Among the entries below, tally each line where the word "Nullable" appears and state only the total.

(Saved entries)
-------

table! {
    addresses (id) {
        id -> Integer,
        lat -> Double,
        lon -> Double,
        numero -> Nullable<Text>,
        rue -> Nullable<Text>,
        code_postal -> Nullable<Text>,
        ville -> Text,
        display_name -> Text,
    }
}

-------

Exercise result: 3